Stunned Moviegoers Describe Shooting Chaos

The suspected gunman, identified as 24-year-old James Holmes, is now in police custody

Witnesses to the deadly shooting at the midnight opening of "The Dark Knight Rises" in Aurora, Colo., at first mistook the gunman for a planned part of the show β€” and then "mass chaos" broke out.

Moviegoers said the gunman entered Theater 9 of the Century 16 multiplex from an emergency exit door while dressed all in black. They described him as wearing a bulletproof vest and a gas mask. He was armed with two gas canisters and three guns, they said.

"Everybody thought it was a joke or something," moviegoer Skye Kim told Denver's NBC affiliate 9 News.

They only realized otherwise, eyewitnesses said, after the two tear gas canisters the gunman threw into the audience exploded.

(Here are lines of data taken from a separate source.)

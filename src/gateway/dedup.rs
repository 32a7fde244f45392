use std::collections::hash_map::Entry;
use std::sync::Arc;
use std::time::Duration;

use rustc_hash::FxHashMap;
use tokio::sync::{broadcast, RwLock};
use tokio::time::Instant;
use tokio::{select, time};
use tracing::{debug, trace, warn};

use crate::metrics::MetricsSink;
use crate::util::hex::to_hex;

#[derive(Clone, Copy, Debug, Eq, PartialEq)]
pub enum DedupVerdict {
    Fresh,
    Duplicate,
}

#[derive(Clone, Debug)]
struct DedupEntry {
    first_seen: Instant,
    last_seen: Instant,
}

/// Remembers the raw bytes of recently seen datagrams so retransmissions can
///  be counted. The verdict is advisory only: a duplicate is still acked and
///  still published, because the device retransmits until it sees its ack
///  and suppressing the ack would only amplify the storm.
///
/// Fingerprints are exact on the raw bytes. Two semantically equal but
///  byte-distinct datagrams are different entries.
pub struct DedupCache {
    retention: Duration,
    metrics: Arc<dyn MetricsSink>,
    entries: RwLock<FxHashMap<String, DedupEntry>>,
}

impl DedupCache {
    pub fn new(retention: Duration, metrics: Arc<dyn MetricsSink>) -> DedupCache {
        DedupCache {
            retention,
            metrics,
            entries: Default::default(),
        }
    }

    pub async fn check_and_record(&self, datagram: &[u8]) -> DedupVerdict {
        let fingerprint = to_hex(datagram);
        let now = Instant::now();

        match self.entries.write().await.entry(fingerprint) {
            Entry::Occupied(mut e) => {
                let first_seen = e.get().first_seen;
                warn!("doubled packet received, first seen {:?} ago: {}", now - first_seen, e.key());
                e.get_mut().last_seen = now;
                self.metrics.add_resent_packets(1);
                DedupVerdict::Duplicate
            }
            Entry::Vacant(e) => {
                e.insert(DedupEntry {
                    first_seen: now,
                    last_seen: now,
                });
                DedupVerdict::Fresh
            }
        }
    }

    /// Drop all fingerprints that have not been seen within the retention
    ///  window.
    pub async fn sweep(&self) {
        let now = Instant::now();
        let mut entries = self.entries.write().await;

        let before = entries.len();
        entries.retain(|_, entry| now - entry.last_seen <= self.retention);
        if entries.len() < before {
            debug!("dedup sweep removed {} expired fingerprints", before - entries.len());
        }
    }

    pub async fn run_sweeper(&self, mut cancel: broadcast::Receiver<()>) {
        let mut ticks = time::interval(self.retention);
        ticks.tick().await; // the first tick fires immediately

        loop {
            select! {
                _ = ticks.tick() => {
                    trace!("sweeping dedup cache");
                    self.sweep().await;
                }
                _ = cancel.recv() => return,
            }
        }
    }

    #[cfg(test)]
    pub async fn len(&self) -> usize {
        self.entries.read().await.len()
    }
}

Even then, Roland Jones told the Denver Post he believed the billowing gas was a special effect.

"He looked so calm when he did it," witness Trey Freeman told 9 News, referring to the moment when the gunman threw two tear gas canisters just before he began his shooting rampage.

"It was scary. He waited for both [canisters] to explode before he did anything," he said β€” and then, he added, the gunman began shooting at random into the audience.

Jennifer Seeger, who was sitting in the front row of Theater 9, said the gunman pointed a gun at her head but then shot people sitting behind her.

"The bullets were falling on my head," she told the "Today" show, saying the casings burned her forehead as they fell.

"Everyone's going for the door and then everyone starts saying, 'No, he's going to shoot people going for the door,' and he did," she said. "They're trying to escape, and he shot those people as well."

As she crawled for an exit, she saw a teenaged girl lying dead on the stairs.

The gunman, meanwhile, said nothing, she and Freeman said.

"People started ducking, running out. It became chaos after that," Sierra Graves, who was at the movie with Kim, told 9 News. "We ducked and waited, and then we ran out."

Corbin Dates, another eyewitness, told the "Today" show the shooting seemed to last up to 15 or 20 minutes.

"It was all families, little kids… You know, it was a 'Batman' premiere," Kim added, struggling to understand why the shooting had occurred.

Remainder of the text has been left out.